▶ **Input for this task**
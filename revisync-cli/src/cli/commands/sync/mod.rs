//! `sync` commands

mod handler;

use clap::{Args, Subcommand};

use super::{BatchArgs, WriteArgs};

pub use handler::handle_sync_command;

#[derive(Subcommand, Debug)]
pub enum SyncCommands {
    /// Replay the source's migrations onto the target draft
    Schema(SchemaArgs),

    /// Copy rows from the source into the target draft, parents first
    Data(DataArgs),
}

#[derive(Args, Debug)]
pub struct SchemaArgs {
    /// Source connection (revisync:// URL or profile name)
    #[arg(long)]
    pub source: String,

    /// Target connection (revisync:// URL or profile name)
    #[arg(long)]
    pub target: String,

    #[command(flatten)]
    pub write: WriteArgs,
}

#[derive(Args, Debug)]
pub struct DataArgs {
    /// Source connection (revisync:// URL or profile name)
    #[arg(long)]
    pub source: String,

    /// Target connection (revisync:// URL or profile name)
    #[arg(long)]
    pub target: String,

    /// Only these tables (comma separated)
    #[arg(long, value_delimiter = ',')]
    pub tables: Option<Vec<String>>,

    #[command(flatten)]
    pub batch: BatchArgs,

    #[command(flatten)]
    pub write: WriteArgs,
}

▶ **About this task**
Look through the entries above for the word "Subcommand". Copy every line where it shows up.

▶ **Response**
use clap::{Args, Subcommand};
#[derive(Subcommand, Debug)]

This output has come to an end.